▶ Task directions: Check each line of the material. Copy those containing "Router".
Start of Block
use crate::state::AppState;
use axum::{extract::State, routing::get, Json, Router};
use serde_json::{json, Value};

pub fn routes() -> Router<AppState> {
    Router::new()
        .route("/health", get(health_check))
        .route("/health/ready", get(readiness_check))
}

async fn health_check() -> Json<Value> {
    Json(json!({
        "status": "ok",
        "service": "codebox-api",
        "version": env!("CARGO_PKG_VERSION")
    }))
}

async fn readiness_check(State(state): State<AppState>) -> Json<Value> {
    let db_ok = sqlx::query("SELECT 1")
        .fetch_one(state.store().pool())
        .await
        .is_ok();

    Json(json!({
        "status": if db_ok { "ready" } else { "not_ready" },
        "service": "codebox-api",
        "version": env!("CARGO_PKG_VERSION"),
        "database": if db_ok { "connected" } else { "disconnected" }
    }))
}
End of Block
Start of Block
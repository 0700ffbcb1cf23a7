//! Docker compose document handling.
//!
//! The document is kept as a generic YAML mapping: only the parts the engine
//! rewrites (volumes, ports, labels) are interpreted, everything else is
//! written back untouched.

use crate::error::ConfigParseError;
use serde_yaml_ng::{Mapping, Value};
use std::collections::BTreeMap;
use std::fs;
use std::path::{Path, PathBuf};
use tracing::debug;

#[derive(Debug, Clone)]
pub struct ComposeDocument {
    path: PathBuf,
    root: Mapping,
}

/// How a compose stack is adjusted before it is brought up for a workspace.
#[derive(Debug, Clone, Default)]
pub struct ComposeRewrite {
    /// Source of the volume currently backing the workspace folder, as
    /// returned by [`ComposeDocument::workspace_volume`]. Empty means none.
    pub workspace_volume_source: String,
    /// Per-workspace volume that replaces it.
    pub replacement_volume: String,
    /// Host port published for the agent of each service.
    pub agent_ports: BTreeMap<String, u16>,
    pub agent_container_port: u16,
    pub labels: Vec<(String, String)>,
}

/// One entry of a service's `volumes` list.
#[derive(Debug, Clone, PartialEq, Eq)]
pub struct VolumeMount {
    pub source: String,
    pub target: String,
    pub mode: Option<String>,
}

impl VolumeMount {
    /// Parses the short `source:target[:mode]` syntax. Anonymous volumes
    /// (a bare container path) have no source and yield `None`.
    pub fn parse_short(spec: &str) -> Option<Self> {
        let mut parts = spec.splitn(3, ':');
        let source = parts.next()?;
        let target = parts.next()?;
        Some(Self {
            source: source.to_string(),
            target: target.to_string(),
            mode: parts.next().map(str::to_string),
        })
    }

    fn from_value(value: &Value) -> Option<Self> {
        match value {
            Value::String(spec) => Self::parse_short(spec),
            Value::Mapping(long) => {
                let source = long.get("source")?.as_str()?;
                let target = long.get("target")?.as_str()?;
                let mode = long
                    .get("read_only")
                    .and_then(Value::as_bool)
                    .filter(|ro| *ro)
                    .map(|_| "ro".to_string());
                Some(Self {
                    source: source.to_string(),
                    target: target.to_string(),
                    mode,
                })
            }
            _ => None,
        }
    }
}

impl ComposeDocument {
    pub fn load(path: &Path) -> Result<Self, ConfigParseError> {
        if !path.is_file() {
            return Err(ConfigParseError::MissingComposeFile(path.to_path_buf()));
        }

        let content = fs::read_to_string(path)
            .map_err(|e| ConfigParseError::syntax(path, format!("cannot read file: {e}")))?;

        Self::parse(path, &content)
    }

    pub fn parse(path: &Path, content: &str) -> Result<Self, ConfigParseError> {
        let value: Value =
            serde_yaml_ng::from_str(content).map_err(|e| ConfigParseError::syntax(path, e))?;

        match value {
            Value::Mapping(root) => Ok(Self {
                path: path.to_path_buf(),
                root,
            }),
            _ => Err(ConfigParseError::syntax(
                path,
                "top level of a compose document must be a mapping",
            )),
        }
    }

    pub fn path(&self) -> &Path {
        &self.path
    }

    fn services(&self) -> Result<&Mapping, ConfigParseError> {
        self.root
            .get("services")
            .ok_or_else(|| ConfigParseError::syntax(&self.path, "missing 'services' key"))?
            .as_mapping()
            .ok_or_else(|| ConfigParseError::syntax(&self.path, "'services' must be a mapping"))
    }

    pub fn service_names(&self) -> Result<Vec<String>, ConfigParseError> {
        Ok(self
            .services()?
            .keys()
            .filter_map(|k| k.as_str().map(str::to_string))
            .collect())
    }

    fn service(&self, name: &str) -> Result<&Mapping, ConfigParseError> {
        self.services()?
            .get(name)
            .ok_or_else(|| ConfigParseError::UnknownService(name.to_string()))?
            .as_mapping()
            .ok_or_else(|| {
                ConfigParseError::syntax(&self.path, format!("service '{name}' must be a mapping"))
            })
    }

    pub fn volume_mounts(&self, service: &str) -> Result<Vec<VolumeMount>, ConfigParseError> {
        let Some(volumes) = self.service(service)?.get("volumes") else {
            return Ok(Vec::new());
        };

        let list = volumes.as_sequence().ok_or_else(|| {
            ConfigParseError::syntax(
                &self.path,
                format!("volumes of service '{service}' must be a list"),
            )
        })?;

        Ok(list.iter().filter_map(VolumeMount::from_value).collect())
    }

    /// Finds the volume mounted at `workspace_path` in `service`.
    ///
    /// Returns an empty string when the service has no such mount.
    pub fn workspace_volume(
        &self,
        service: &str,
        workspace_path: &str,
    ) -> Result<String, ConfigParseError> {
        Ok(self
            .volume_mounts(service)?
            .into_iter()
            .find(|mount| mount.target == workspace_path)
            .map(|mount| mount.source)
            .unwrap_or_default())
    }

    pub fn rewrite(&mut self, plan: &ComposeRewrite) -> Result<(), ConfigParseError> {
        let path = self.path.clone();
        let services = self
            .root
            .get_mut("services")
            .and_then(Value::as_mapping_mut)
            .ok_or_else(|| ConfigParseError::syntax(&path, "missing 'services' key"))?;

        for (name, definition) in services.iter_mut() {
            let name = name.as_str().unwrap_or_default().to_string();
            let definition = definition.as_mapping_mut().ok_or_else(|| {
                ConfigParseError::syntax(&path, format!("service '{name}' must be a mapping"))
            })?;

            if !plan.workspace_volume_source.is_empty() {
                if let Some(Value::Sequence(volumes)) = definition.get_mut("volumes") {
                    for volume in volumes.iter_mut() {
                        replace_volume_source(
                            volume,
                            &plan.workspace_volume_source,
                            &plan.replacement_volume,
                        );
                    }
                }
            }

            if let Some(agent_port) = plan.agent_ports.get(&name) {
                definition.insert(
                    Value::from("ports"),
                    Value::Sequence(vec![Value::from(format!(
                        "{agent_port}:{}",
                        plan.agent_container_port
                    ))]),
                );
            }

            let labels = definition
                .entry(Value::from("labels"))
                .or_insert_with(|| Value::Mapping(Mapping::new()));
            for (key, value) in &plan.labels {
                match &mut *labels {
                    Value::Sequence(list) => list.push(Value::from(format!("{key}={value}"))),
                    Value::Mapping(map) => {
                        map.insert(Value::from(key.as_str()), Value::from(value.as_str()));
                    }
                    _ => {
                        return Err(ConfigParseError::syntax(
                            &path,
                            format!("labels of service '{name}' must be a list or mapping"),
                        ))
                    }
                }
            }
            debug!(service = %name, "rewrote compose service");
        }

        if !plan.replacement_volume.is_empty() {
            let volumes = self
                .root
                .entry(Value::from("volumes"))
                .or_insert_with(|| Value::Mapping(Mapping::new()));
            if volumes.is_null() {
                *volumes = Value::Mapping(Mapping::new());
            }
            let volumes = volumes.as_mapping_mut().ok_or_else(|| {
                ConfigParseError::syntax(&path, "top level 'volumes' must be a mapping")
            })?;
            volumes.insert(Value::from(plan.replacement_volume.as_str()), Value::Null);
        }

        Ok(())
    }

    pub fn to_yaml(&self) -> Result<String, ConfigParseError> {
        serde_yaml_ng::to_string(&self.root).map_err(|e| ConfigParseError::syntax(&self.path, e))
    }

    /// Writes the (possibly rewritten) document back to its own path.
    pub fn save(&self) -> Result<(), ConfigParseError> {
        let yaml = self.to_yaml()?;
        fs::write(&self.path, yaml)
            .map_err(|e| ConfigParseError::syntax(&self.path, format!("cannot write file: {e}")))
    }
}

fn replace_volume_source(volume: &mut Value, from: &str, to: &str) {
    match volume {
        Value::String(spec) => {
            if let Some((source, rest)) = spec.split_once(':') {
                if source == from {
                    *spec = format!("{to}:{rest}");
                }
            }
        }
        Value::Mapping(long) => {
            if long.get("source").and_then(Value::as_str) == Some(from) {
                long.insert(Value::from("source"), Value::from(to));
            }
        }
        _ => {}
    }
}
End of Block
▶ Your solution:
use axum::{extract::State, routing::get, Json, Router};
pub fn routes() -> Router<AppState> {
    Router::new()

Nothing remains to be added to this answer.